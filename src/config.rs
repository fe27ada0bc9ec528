use std::time::Duration;

/// Settle time budgeted per graph before a pass reports completion.
pub const DEFAULT_DELAY_PER_GRAPH: Duration = Duration::from_millis(50);

/// Session-wide settings that don't change between passes.
#[derive(Debug, Clone, Copy, PartialEq, Eq)]
pub struct SessionConfig {
    /// How long to wait per graph for the external engine to finish drawing.
    /// The wait is a heuristic, not a completion guarantee.
    pub delay_per_graph: Duration,
}

impl Default for SessionConfig {
    fn default() -> Self {
        Self {
            delay_per_graph: DEFAULT_DELAY_PER_GRAPH,
        }
    }
}

impl SessionConfig {
    pub fn with_delay_per_graph(mut self, delay: Duration) -> Self {
        self.delay_per_graph = delay;
        self
    }
}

☆ ☆ ☆ ☆ ☆

## What to produce
Copy all the lines from the data above that hold the word "SessionConfig".

## Result
pub struct SessionConfig {
impl Default for SessionConfig {
impl SessionConfig {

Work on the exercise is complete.